Further quantifying all the CapEx on the data center buildout, Chris Wood at Jefferies had this chart last week which dates back to post WWII. It speaks for itself the size at which companies are investing. None of this is to say it all doesn’t work out from a monetizable perspective for the builders and the technological wonders for its users, aka, the rest of us, but just to highlight, again, the ever-rising costs of it and its current tremendous economic contribution.

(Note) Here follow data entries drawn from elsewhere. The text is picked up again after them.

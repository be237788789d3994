//! Best-effort status-changed notifications.
//!
//! Listeners are interested parties (dashboards, websocket relays); a failed
//! broadcast never fails the operation that triggered it.

use async_trait::async_trait;
use serde::{Deserialize, Serialize};
use tokio::sync::broadcast;

use crate::model::{TaskId, TaskNode, TaskStatus};

/// Default NATS subject for status notifications.
pub const DEFAULT_STATUS_SUBJECT: &str = "jobs.status";

/// `{task_id, status, ...extra}`.
#[derive(Debug, Clone, PartialEq, Serialize, Deserialize)]
pub struct StatusChange {
    pub task_id: TaskId,
    pub status: TaskStatus,
    #[serde(flatten)]
    pub extra: serde_json::Map<String, serde_json::Value>,
}

impl StatusChange {
    pub fn new(task_id: TaskId, status: TaskStatus) -> Self {
        Self {
            task_id,
            status,
            extra: serde_json::Map::new(),
        }
    }

    /// Status change of `task`, tagged with its kind and name.
    pub fn for_task(task: &TaskNode) -> Self {
        Self::new(task.id, task.status)
            .with("kind", task.kind.as_str())
            .with("name", task.name.as_str())
    }

    pub fn with(mut self, key: &str, value: impl Into<serde_json::Value>) -> Self {
        self.extra.insert(key.to_string(), value.into());
        self
    }
}

/// Sink for status-changed notifications.
#[async_trait]
pub trait Notifier: Send + Sync {
    async fn notify(&self, change: StatusChange);
}

/// Drops every notification.
#[derive(Debug, Clone, Copy, Default)]
pub struct NullNotifier;

#[async_trait]
impl Notifier for NullNotifier {
    async fn notify(&self, _change: StatusChange) {}
}

/// In-process fan-out to any number of subscribers.
#[derive(Debug, Clone)]
pub struct BroadcastNotifier {
    tx: broadcast::Sender<StatusChange>,
}

impl BroadcastNotifier {
    pub fn new(capacity: usize) -> Self {
        let (tx, _) = broadcast::channel(capacity);
        Self { tx }
    }

    pub fn subscribe(&self) -> broadcast::Receiver<StatusChange> {
        self.tx.subscribe()
    }
}

#[async_trait]
impl Notifier for BroadcastNotifier {
    async fn notify(&self, change: StatusChange) {
        // No subscribers is not an error.
        let _ = self.tx.send(change);
    }
}

/// Publishes notifications as JSON on a NATS subject.
#[derive(Clone)]
pub struct NatsNotifier {
    client: async_nats::Client,
    subject: String,
}

impl NatsNotifier {
    pub fn new(client: async_nats::Client, subject: Option<&str>) -> Self {
        Self {
            client,
            subject: subject.unwrap_or(DEFAULT_STATUS_SUBJECT).to_string(),
        }
    }
}

#[async_trait]
impl Notifier for NatsNotifier {
    async fn notify(&self, change: StatusChange) {
        let payload = match serde_json::to_vec(&change) {
            Ok(payload) => payload,
            Err(e) => {
                tracing::warn!(task_id = change.task_id, error = %e, "Failed to encode status change");
                return;
            }
        };

        if let Err(e) = self.client.publish(self.subject.clone(), payload.into()).await {
            tracing::warn!(
                task_id = change.task_id,
                status = %change.status,
                error = %e,
                "Failed to publish status change"
            );
        }
    }
}

#[cfg(test)]
mod tests {
    use super::*;

    #[test]
    fn test_status_change_serialization_flattens_extra() {
        let change = StatusChange::new(42, TaskStatus::Failed).with("explanation", "orphaned");
        let json = serde_json::to_value(&change).unwrap();
        assert_eq!(json["task_id"], 42);
        assert_eq!(json["status"], "failed");
        assert_eq!(json["explanation"], "orphaned");
    }

    #[tokio::test]
    async fn test_broadcast_delivers_to_subscribers() {
        let notifier = BroadcastNotifier::new(8);
        let mut rx = notifier.subscribe();

        notifier.notify(StatusChange::new(1, TaskStatus::Running)).await;
        let received = rx.recv().await.unwrap();
        assert_eq!(received.task_id, 1);
        assert_eq!(received.status, TaskStatus::Running);
    }

    #[tokio::test]
    async fn test_broadcast_without_subscribers() {
        let notifier = BroadcastNotifier::new(8);
        notifier.notify(StatusChange::new(1, TaskStatus::Running)).await;
    }
}
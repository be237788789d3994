//! NATS intake subscriber.

use futures::StreamExt;
use tokio::sync::mpsc;
use tokio::task::JoinHandle;

use crate::error::IngestResult;
use crate::model::InboundEvent;

/// Forwards messages from one NATS subject to the front end, in order.
pub struct NatsIntake {
    client: async_nats::Client,
    subject: String,
}

impl NatsIntake {
    pub fn new(client: async_nats::Client, subject: impl Into<String>) -> Self {
        Self {
            client,
            subject: subject.into(),
        }
    }

    /// Subscribe and forward in the background until the front end goes away.
    pub async fn spawn(self, tx: mpsc::Sender<InboundEvent>) -> IngestResult<JoinHandle<()>> {
        let mut subscriber = self.client.subscribe(self.subject.clone()).await?;
        tracing::info!(subject = %self.subject, "Subscribed to event intake");

        Ok(tokio::spawn(async move {
            while let Some(message) = subscriber.next().await {
                let event: InboundEvent = match serde_json::from_slice(&message.payload) {
                    Ok(event) => event,
                    Err(e) => {
                        tracing::warn!(error = %e, "Dropping malformed event message");
                        continue;
                    }
                };
                if tx.send(event).await.is_err() {
                    tracing::info!("Front end gone, stopping intake");
                    break;
                }
            }
            tracing::warn!("Event intake subscription ended");
        }))
    }
}
//! Per-launch scratch space.
//!
//! Each launch owns one owner-only directory. Sensitive material (private
//! keys, extra variables) is written to files inside it and referenced by
//! path, never passed as a process argument. The directory and everything in
//! it is removed when the [`ScratchSpace`] is dropped.

use std::fs::{self, OpenOptions};
use std::io::{self, Write};
use std::os::unix::fs::{OpenOptionsExt, PermissionsExt};
use std::path::{Path, PathBuf};

use tempfile::TempDir;

pub struct ScratchSpace {
    dir: TempDir,
}

impl ScratchSpace {
    /// Create a scratch directory under `root`, or the system temp dir.
    pub fn new(root: Option<&Path>, prefix: &str) -> io::Result<Self> {
        let mut builder = tempfile::Builder::new();
        builder.prefix(prefix);
        let dir = match root {
            Some(root) => {
                fs::create_dir_all(root)?;
                builder.tempdir_in(root)?
            }
            None => builder.tempdir()?,
        };
        fs::set_permissions(dir.path(), fs::Permissions::from_mode(0o700))?;
        Ok(Self { dir })
    }

    pub fn path(&self) -> &Path {
        self.dir.path()
    }

    /// Write a file readable only by the owner.
    pub fn write_private(&self, name: &str, contents: &[u8]) -> io::Result<PathBuf> {
        let path = self.dir.path().join(name);
        let mut file = OpenOptions::new()
            .write(true)
            .create_new(true)
            .mode(0o600)
            .open(&path)?;
        file.write_all(contents)?;
        file.flush()?;
        Ok(path)
    }

    /// Create an empty owner-only subdirectory.
    pub fn make_dir(&self, name: &str) -> io::Result<PathBuf> {
        let path = self.dir.path().join(name);
        fs::create_dir(&path)?;
        fs::set_permissions(&path, fs::Permissions::from_mode(0o700))?;
        Ok(path)
    }

    /// Remove the directory now, reporting failures instead of ignoring them.
    pub fn close(self) -> io::Result<()> {
        self.dir.close()
    }
}

impl std::fmt::Debug for ScratchSpace {
    fn fmt(&self, f: &mut std::fmt::Formatter<'_>) -> std::fmt::Result {
        f.debug_struct("ScratchSpace")
            .field("path", &self.dir.path())
            .finish()
    }
}
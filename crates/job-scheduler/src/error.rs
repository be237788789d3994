//! Scheduler error types.

use job_core::StoreError;
use thiserror::Error;

/// Result type for scheduler operations.
pub type SchedulerResult<T> = Result<T, SchedulerError>;

#[derive(Debug, Error)]
pub enum SchedulerError {
    #[error("Job store error: {0}")]
    Store(#[from] StoreError),

    #[error("Control channel error: {0}")]
    Control(String),
}

impl From<async_nats::SubscribeError> for SchedulerError {
    fn from(err: async_nats::SubscribeError) -> Self {
        SchedulerError::Control(err.to_string())
    }
}
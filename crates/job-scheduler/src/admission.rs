//! Admission controller.
//!
//! Starts ready tasks from the tick's graph, oldest first, while their total
//! impact fits the remaining capacity. When nothing at all is running the
//! oldest candidate starts regardless of its impact, so an oversized task is
//! never blocked forever.

use std::sync::Arc;

use job_core::{
    DependentRef, FailureNotice, JobStore, Notifier, StatusChange, TaskDispatcher, TaskId,
    TaskNode, TaskStatus, TaskUpdate,
};

use crate::context::SchedulingContext;

/// Decisions taken by one admission pass.
#[derive(Debug, Default, Clone, PartialEq, Eq)]
pub struct AdmissionReport {
    pub started: Vec<TaskId>,
    /// Failed pre-flight or could not be handed off.
    pub failed: Vec<TaskId>,
    /// Ready but did not fit the remaining capacity.
    pub deferred: Vec<TaskId>,
}

impl AdmissionReport {
    pub fn is_empty(&self) -> bool {
        self.started.is_empty() && self.failed.is_empty() && self.deferred.is_empty()
    }
}

pub struct AdmissionController {
    store: Arc<dyn JobStore>,
    dispatcher: Arc<dyn TaskDispatcher>,
    notifier: Arc<dyn Notifier>,
}

impl AdmissionController {
    pub fn new(
        store: Arc<dyn JobStore>,
        dispatcher: Arc<dyn TaskDispatcher>,
        notifier: Arc<dyn Notifier>,
    ) -> Self {
        Self {
            store,
            dispatcher,
            notifier,
        }
    }

    /// Run one admission pass over `ctx.graph`.
    pub async fn admit(&self, ctx: &mut SchedulingContext) -> AdmissionReport {
        let mut report = AdmissionReport::default();
        let suppress = ctx.suppress_notifications;
        let capacity = i64::from(ctx.capacity);

        let Some(graph) = ctx.graph.as_mut() else {
            return report;
        };

        let (running, candidates): (Vec<TaskNode>, Vec<TaskNode>) = graph
            .leaf_nodes()
            .into_iter()
            .cloned()
            .partition(|t| t.status == TaskStatus::Running);

        let mut running_count = running.len();
        let mut remaining = capacity
            - running
                .iter()
                .map(|t| i64::from(t.task_impact))
                .sum::<i64>();

        for task in candidates {
            let cost = i64::from(task.task_impact);
            if cost > remaining && running_count > 0 {
                report.deferred.push(task.id);
                continue;
            }

            let notice = FailureNotice::new(
                graph
                    .dependents_of(task.id)
                    .into_iter()
                    .map(|d| DependentRef { kind: d.kind, id: d.id })
                    .collect(),
            );

            if let Err(e) = self.dispatcher.preflight(&task).await {
                tracing::warn!(task_id = task.id, error = %e, "Pre-flight check failed");
                let explanation = format!("Pre-flight check failed: {}", e);
                if let Some(failed) = self.fail(&task, explanation).await {
                    notice.apply(self.store.as_ref(), &failed).await;
                    self.emit(suppress, &failed).await;
                }
                graph.set_status(task.id, TaskStatus::Failed);
                report.failed.push(task.id);
                continue;
            }

            let pending = match self
                .store
                .update(task.id, TaskUpdate::status(TaskStatus::Pending).expecting(task.status))
                .await
            {
                Ok(pending) => pending,
                Err(e) => {
                    // Most likely canceled or finished since the rebuild.
                    tracing::debug!(task_id = task.id, error = %e, "Task changed before start, skipping");
                    continue;
                }
            };

            remaining -= cost;
            running_count += 1;

            match self.dispatcher.start(&pending, notice).await {
                Ok(handle) => {
                    tracing::info!(
                        task_id = task.id,
                        kind = %task.kind,
                        task_impact = task.task_impact,
                        remaining,
                        handle = %handle,
                        "Task started"
                    );
                    graph.set_status(task.id, TaskStatus::Running);
                    report.started.push(task.id);
                }
                Err(e) => {
                    tracing::error!(task_id = task.id, error = %e, "Failed to hand task to launcher");
                    let explanation = format!("Failed to start: {}", e);
                    if let Some(failed) = self.fail(&pending, explanation).await {
                        self.emit(suppress, &failed).await;
                    }
                    graph.set_status(task.id, TaskStatus::Failed);
                    report.failed.push(task.id);
                }
            }
        }

        if !report.is_empty() {
            tracing::debug!(
                started = report.started.len(),
                failed = report.failed.len(),
                deferred = report.deferred.len(),
                "Admission pass complete"
            );
        }
        report
    }

    async fn fail(&self, task: &TaskNode, explanation: String) -> Option<TaskNode> {
        let update = TaskUpdate::finished(TaskStatus::Failed, explanation).expecting(task.status);
        match self.store.update(task.id, update).await {
            Ok(failed) => Some(failed),
            Err(e) => {
                tracing::warn!(task_id = task.id, error = %e, "Failed to mark task failed");
                None
            }
        }
    }

    async fn emit(&self, suppress: bool, task: &TaskNode) {
        if suppress {
            return;
        }
        self.notifier
            .notify(StatusChange::for_task(task).with("explanation", task.job_explanation.as_str()))
            .await;
    }
}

Competing with Dell, HP Enterprise reported a blowout quarter too and its stock is responding in kind to the upside. They said of note:
“Demand was even stronger than revenue growth. Orders more than doubled, significantly outpacing revenue, resulting in a record company backlog. Customer investments in agentic AI and AI inferencing accelerated. We also saw broad based demand strength across the portfolio, driven by ongoing investment in compute infrastructure modernization, unstructured storage data growth, and private cloud adoption for AI.”
“Sequentially, revenue grew 15%, reflecting higher average selling prices within our server business, driven by ongoing DRAM and NAND inflationary costs and supply constraints. We continue to work with our partners to secure long-term agreements while executing the pricing actions we discussed last quarter.”
While Dell talked about seeing some pull forward of ordering, HP is saying they don’t. “And customers, when you think about budgets, obviously they are challenged because of the price increases we have seen driven by the cost of commodities. But I can tell you, we have not seen any pull-in. We don’t see a cliff. And in many ways, I think customers are prioritizing getting access to technology now faster than ever before because nobody wants to be left behind when it comes down to deploying AI.”
There was a big move lower in JGB yields overnight with the 10 yr in particular falling by 11 bps to 2.58% after a good 10 yr auction was conducted. The bid to cover of 3.53 was well above the previous 12 month average of 3.35, though down from 3.90 in May. With the yen back to 160 vs the US dollar, we watch to see if this market test will trigger another round of Japanese government intervention. I think all they need is another rate hike in a few weeks but we’ll see if it happens or not.
South Korean bonds rallied too even after they reported May CPI that rose 3.1% headline y/o/y, two tenths more than expected and a core rate gain of 2.5% which was 3 tenths above the estimate.
10 yr JGB Yield

After seeing individual European country inflation stats over the past few trading days, the May Eurozone CPI was higher by 3.2% y/o/y and 2.5% at the core. The headline was as forecasted but the core rate was one tenth above and both compare with 3% and 2.2% in April. Of note, services inflation accelerated to a 3.5% y/o/y increase, matching the quickest since April 2025 while non-energy industrial goods prices rose .9% y/o/y, still benign but that is the fastest rate of change since Q1 2024. As the data was basically as expected and we saw the big JGB yield drop, European sovereign bonds are rallying across the board with yields lower which in turn is helping US Treasuries with yields down. The ECB is expected to raise rates this month as REAL rates are now well negative.
Eurozone CPI y/o/y

Positions: None.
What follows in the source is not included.